Google は今週、Android 用 Chrome ブラウザが、デフォルトで提供される正確な地理的位置ではなく、「おおよその位置」のみを Web サイトと共有できるようになり、ユーザーにより詳細なプライバシー制御オプションを提供すると発表しました。 Googleは、テイクアウトの注文、配達の注文、最寄りのATMの検索などのシナリオでは、Webサイトにより正確な位置データが必要だが、地域の天気を取得したり、地域のニュースを読んだりするようなサービスに関しては、おおよその位置情報で十分だと述べた。
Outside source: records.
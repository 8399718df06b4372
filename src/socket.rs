//! Socket factory: stream socket creation and performance tuning.

use std::fmt;
use std::io;
use std::ops::{BitOr, BitOrAssign};

use socket2::{Socket, Type};
use tracing::{trace, warn};

use crate::endpoint::Family;
use crate::error::NetError;

/// Initial send/receive buffer request; halved until the kernel accepts it.
pub const SOCKBUF: usize = 1024 * 1024;

/// Buffer sizing gives up below this.
const MIN_SOCKBUF: usize = 1024;

/// Bit-set of tuning options applied by [`tune_socket`].
#[derive(Debug, Clone, Copy, PartialEq, Eq, Default)]
pub struct SockOpts(u8);

impl SockOpts {
    pub const NONE: SockOpts = SockOpts(0);
    /// Enlarge the receive buffer.
    pub const READ: SockOpts = SockOpts(0x01);
    /// Enlarge the send buffer.
    pub const WRITE: SockOpts = SockOpts(0x02);
    pub const RDWR: SockOpts = SockOpts(0x03);
    /// Bind client sockets to a source port derived from the process id.
    pub const PID: SockOpts = SockOpts(0x04);
    /// `SO_REUSEADDR`, best effort.
    pub const REUSE: SockOpts = SockOpts(0x08);

    pub fn contains(self, other: SockOpts) -> bool {
        self.0 & other.0 == other.0
    }

    pub fn bits(self) -> u8 {
        self.0
    }
}

impl BitOr for SockOpts {
    type Output = SockOpts;

    fn bitor(self, rhs: SockOpts) -> SockOpts {
        SockOpts(self.0 | rhs.0)
    }
}

impl BitOrAssign for SockOpts {
    fn bitor_assign(&mut self, rhs: SockOpts) {
        self.0 |= rhs.0;
    }
}

impl fmt::Display for SockOpts {
    fn fmt(&self, f: &mut fmt::Formatter<'_>) -> fmt::Result {
        let names: Vec<&str> = [
            (SockOpts::READ, "read"),
            (SockOpts::WRITE, "write"),
            (SockOpts::PID, "pid"),
            (SockOpts::REUSE, "reuse"),
        ]
        .iter()
        .filter(|(flag, _)| self.contains(*flag))
        .map(|(_, name)| *name)
        .collect();
        if names.is_empty() {
            write!(f, "none")
        } else {
            write!(f, "{}", names.join("|"))
        }
    }
}

/// Create a blocking stream socket in `family`.
pub fn create_socket(family: Family) -> Result<Socket, NetError> {
    let socket =
        Socket::new(family.domain(), Type::STREAM, family.protocol()).map_err(NetError::Socket)?;
    trace!(%family, "socket created");
    Ok(socket)
}

/// Apply the buffer and reuse options in `opts`. Never fails: an option the
/// kernel refuses is logged and skipped. [`SockOpts::PID`] is handled by the
/// locator, not here.
pub fn tune_socket(socket: &Socket, opts: SockOpts) {
    if opts.contains(SockOpts::READ) {
        match shrink_until_accepted(SOCKBUF, |size| socket.set_recv_buffer_size(size)) {
            Some(size) => trace!(kib = size >> 10, "receive buffer sized"),
            None => warn!("receive buffer sizing rejected down to {} bytes", MIN_SOCKBUF),
        }
    }
    if opts.contains(SockOpts::WRITE) {
        match shrink_until_accepted(SOCKBUF, |size| socket.set_send_buffer_size(size)) {
            Some(size) => trace!(kib = size >> 10, "send buffer sized"),
            None => warn!("send buffer sizing rejected down to {} bytes", MIN_SOCKBUF),
        }
    }
    if opts.contains(SockOpts::REUSE) {
        if let Err(e) = socket.set_reuse_address(true) {
            warn!(error = %e, "SO_REUSEADDR not applied");
        }
    }
}

/// Try `target`, halving on each rejection. Returns the accepted size.
fn shrink_until_accepted(target: usize, mut apply: impl FnMut(usize) -> io::Result<()>) -> Option<usize> {
    let mut size = target;
    while size >= MIN_SOCKBUF {
        if apply(size).is_ok() {
            return Some(size);
        }
        size >>= 1;
    }
    None
}

#[cfg(test)]
mod tests {
    use super::*;

    #[test]
    fn test_sockopts_bitset() {
        let opts = SockOpts::READ | SockOpts::REUSE;
        assert!(opts.contains(SockOpts::READ));
        assert!(opts.contains(SockOpts::REUSE));
        assert!(!opts.contains(SockOpts::WRITE));
        assert!(!opts.contains(SockOpts::RDWR));
        assert!(opts.contains(SockOpts::NONE));
        assert_eq!(opts.to_string(), "read|reuse");
        assert_eq!(SockOpts::NONE.to_string(), "none");

        let mut all = SockOpts::NONE;
        all |= SockOpts::RDWR;
        assert!(all.contains(SockOpts::READ) && all.contains(SockOpts::WRITE));
    }

    #[test]
    fn test_buffer_halves_until_accepted() {
        let mut tried = Vec::new();
        let accepted = shrink_until_accepted(SOCKBUF, |size| {
            tried.push(size);
            if size > 128 * 1024 {
                Err(io::Error::from(io::ErrorKind::InvalidInput))
            } else {
                Ok(())
            }
        });
        assert_eq!(accepted, Some(128 * 1024));
        assert_eq!(tried, vec![1024 * 1024, 512 * 1024, 256 * 1024, 128 * 1024]);
    }

    #[test]
    fn test_buffer_sizing_gives_up_at_floor() {
        let accepted = shrink_until_accepted(SOCKBUF, |_| Err(io::Error::from(io::ErrorKind::InvalidInput)));
        assert_eq!(accepted, None);
    }

    #[test]
    fn test_tune_applies_reuse() {
        let socket = create_socket(Family::Inet).unwrap();
        tune_socket(&socket, SockOpts::REUSE | SockOpts::RDWR);
        assert!(socket.reuse_address().unwrap());
        assert!(socket.recv_buffer_size().unwrap() >= MIN_SOCKBUF);
    }
}
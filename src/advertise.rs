//! Service advertiser: bind, listen, and publish the port when the service
//! is identified by a program number.

use std::io;
use std::net::Ipv4Addr;
use std::sync::Arc;

use socket2::{SockAddr, Socket};
use tracing::{debug, info, warn};

use crate::endpoint::{Endpoint, Family};
use crate::error::NetError;
use crate::registry::PortRegistry;
use crate::service::{PortSource, ServiceId};
use crate::socket::{create_socket, tune_socket, SockOpts};

/// What to listen on.
#[derive(Debug, Clone, Copy)]
pub struct ListenOptions {
    pub family: Family,
    /// IPv4 bind address; ignored for vsock, which binds the local context id.
    pub address: Ipv4Addr,
    pub backlog: i32,
    pub service: ServiceId,
    pub opts: SockOpts,
}

/// A live advertisement. Program-number services stay registered with the
/// naming service until [`Advertisement::withdraw`] runs; a killed process
/// leaves the registration behind.
#[derive(Clone)]
pub struct Advertisement {
    endpoint: Endpoint,
    service: ServiceId,
    registry: Arc<dyn PortRegistry>,
}

impl Advertisement {
    /// Address the listener is bound to, with the kernel-assigned port.
    pub fn endpoint(&self) -> Endpoint {
        self.endpoint
    }

    pub fn service(&self) -> ServiceId {
        self.service
    }

    /// Remove the naming-service registration, if any. Blocking; failures
    /// are logged.
    pub fn withdraw(&self) {
        if let Some(program) = self.service.program() {
            match self.registry.unregister(program) {
                Ok(()) => info!(program, "service withdrawn from naming service"),
                Err(e) => warn!(program, error = %e, "failed to withdraw service"),
            }
        }
    }
}

/// Create, tune, bind and listen; register the bound port for program-number
/// services. Returns the listening socket (blocking mode) and the
/// advertisement needed to withdraw it later.
pub fn advertise(
    options: &ListenOptions,
    registry: Arc<dyn PortRegistry>,
) -> Result<(Socket, Advertisement), NetError> {
    let socket = create_socket(options.family)?;
    tune_socket(&socket, options.opts);

    let fixed_port = match options.service.source() {
        PortSource::Fixed(port) => Some(port),
        PortSource::Program(_) => None,
    };
    let requested = options
        .family
        .listen_endpoint(options.address, fixed_port)
        .map_err(NetError::LocalCid)?;

    socket
        .bind(&requested.to_sock_addr())
        .map_err(|source| NetError::Bind {
            endpoint: requested.to_string(),
            source,
        })?;
    socket.listen(options.backlog).map_err(NetError::Listen)?;

    let endpoint = bound_endpoint(socket.local_addr(), requested)?;

    if let Some(program) = options.service.program() {
        // clear a registration left behind by an instance that died uncleanly
        if let Err(e) = registry.unregister(program) {
            debug!(program, error = %e, "stale registration not removed");
        }
        registry
            .register(program, endpoint.port())
            .map_err(|source| NetError::Register {
                program,
                port: endpoint.port(),
                source,
            })?;
        info!(program, port = endpoint.port(), "registered with naming service");
    }

    info!(
        %endpoint,
        service = %options.service,
        backlog = options.backlog,
        opts = %options.opts,
        "service advertised"
    );

    Ok((
        socket,
        Advertisement {
            endpoint,
            service: options.service,
            registry,
        },
    ))
}

/// The address actually bound. Registering `requested` instead would
/// publish port 0 for program-number services.
fn bound_endpoint(local: io::Result<SockAddr>, requested: Endpoint) -> Result<Endpoint, NetError> {
    let bind_error = |source| NetError::Bind {
        endpoint: requested.to_string(),
        source,
    };
    let addr = local.map_err(bind_error)?;
    Endpoint::from_sock_addr(&addr).ok_or_else(|| {
        bind_error(io::Error::new(
            io::ErrorKind::InvalidData,
            "bound address has an unexpected family",
        ))
    })
}

#[cfg(test)]
mod tests {
    use super::*;
    use crate::registry::{InMemoryRegistry, RegistryError};

    fn free_port() -> u16 {
        std::net::TcpListener::bind("127.0.0.1:0")
            .unwrap()
            .local_addr()
            .unwrap()
            .port()
    }

    fn options(service: i32) -> ListenOptions {
        ListenOptions {
            family: Family::Inet,
            address: Ipv4Addr::LOCALHOST,
            backlog: 8,
            service: ServiceId::new(service).unwrap(),
            opts: SockOpts::REUSE,
        }
    }

    struct RefusingRegistry;

    impl PortRegistry for RefusingRegistry {
        fn register(&self, _: u32, _: u32) -> Result<(), RegistryError> {
            Err(RegistryError::Refused)
        }
        fn unregister(&self, _: u32) -> Result<(), RegistryError> {
            Ok(())
        }
        fn lookup(&self, _: Ipv4Addr, _: u32) -> Result<Option<u32>, RegistryError> {
            Ok(None)
        }
    }

    #[test]
    fn test_fixed_port_skips_naming_service() {
        let port = free_port();
        let registry = Arc::new(InMemoryRegistry::new());
        let (_socket, ad) = advertise(&options(-i32::from(port)), registry.clone()).unwrap();

        assert_eq!(ad.endpoint().port(), u32::from(port));
        ad.withdraw();
        assert_eq!(registry.calls(), 0);
    }

    #[test]
    fn test_program_registers_bound_port() {
        let registry = Arc::new(InMemoryRegistry::new());
        let (_socket, ad) = advertise(&options(44), registry.clone()).unwrap();

        let port = ad.endpoint().port();
        assert_ne!(port, 0);
        assert_eq!(registry.port_of(44), Some(port));
        assert_eq!(registry.registrations(), 1);

        ad.withdraw();
        assert_eq!(registry.port_of(44), None);
    }

    #[test]
    fn test_registration_failure_is_fatal() {
        let err = advertise(&options(44), Arc::new(RefusingRegistry))
            .err()
            .expect("registration must fail");
        assert!(matches!(err, NetError::Register { program: 44, .. }));
        assert_eq!(err.exit_code(), 5);
    }

    #[test]
    fn test_unreadable_local_address_is_bind_failure() {
        let requested = Family::Inet.listen_endpoint(Ipv4Addr::LOCALHOST, None).unwrap();

        let err = bound_endpoint(Err(io::Error::from_raw_os_error(libc::EBADF)), requested)
            .unwrap_err();
        assert!(matches!(err, NetError::Bind { .. }));
        assert_eq!(err.exit_code(), 2);

        let unix = SockAddr::unix("/tmp/netlat.sock").unwrap();
        let err = bound_endpoint(Ok(unix), requested).unwrap_err();
        assert!(matches!(err, NetError::Bind { .. }));
    }

    #[test]
    fn test_port_in_use_is_bind_failure() {
        let holder = std::net::TcpListener::bind("127.0.0.1:0").unwrap();
        let port = holder.local_addr().unwrap().port();
        let mut opts = options(-i32::from(port));
        opts.opts = SockOpts::NONE;

        let err = advertise(&opts, Arc::new(InMemoryRegistry::new()))
            .err()
            .expect("bind must fail");
        assert!(matches!(err, NetError::Bind { .. }));
        assert_eq!(err.exit_code(), 2);
    }
}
Googleはブログ投稿の中で、ユーザーがおおよその位置情報を共有することを選択できるようにすることで、Chromeは「位置情報をより細かく制御できるようになった」と述べた。ユーザーは、ナビゲーションやその他のシナリオが必要な場合でも、正確な位置を共有することを選択できるため、この新機能によって中核となるユーザー エクスペリエンスが犠牲になることはありません。言い換えれば、ユーザーは、「完全にオン」か「完全にオフ」かを選択することなく、さまざまな Web サイトやさまざまなシナリオに基づいて位置精度を動的に選択できます。
Android側に加えて、Googleは今後数か月以内にこのおおよその位置情報機能をChromeのデスクトップ版にも導入する予定ですが、具体的なスケジュールはまだ発表していません。この機能が iOS 版 Chrome で利用可能になるかどうか、またいつ利用できるようになるかについて、Google はいかなる約束や取り決めも行っていません。この「段階的なプラットフォームの進歩」のリズムは、まず新しいプライバシー機能について自社のエコシステムをサポートし、その後徐々に他のプラットフォームに拡張するという Google の一貫した慣行を継続しています。
この調整に協力するために、Googleはまた、開発者が位置情報の許可をリクエストする際に「おおよその位置」を明示的に選択したり、必要な場合にのみ「正確な位置」をリクエストしたりできる新しいWeb APIを立ち上げる予定だ。 Google は、ウェブサイト開発者に対し、位置データへの依存を再検討し、サイトの機能が正確な位置情報に本当に依存している場合にのみ、ユーザーに対して正確な位置リクエストを開始することを推奨しています。この戦略は、ソースからの高精度位置情報の悪用を減らし、「デフォルトで少ないデータ」を業界の一般的な慣行にすることを目的としています。
Android ユーザーにとって、この変更はプライバシー保護の点で「小さな勝利」とみなされます。ユーザーは Web を閲覧する際に、より透明性が高く制御可能な位置情報共有エクスペリエンスを得ることができ、Web サイトも機能とデータ収集の間のバランスを再見つける必要があります。データ プライバシーとターゲット トラッキングをめぐる論争が続く中、Chrome はおおよその位置情報オプションを導入することで、モバイル ブラウザにプライバシー制御のもう 1 つの層を追加しています。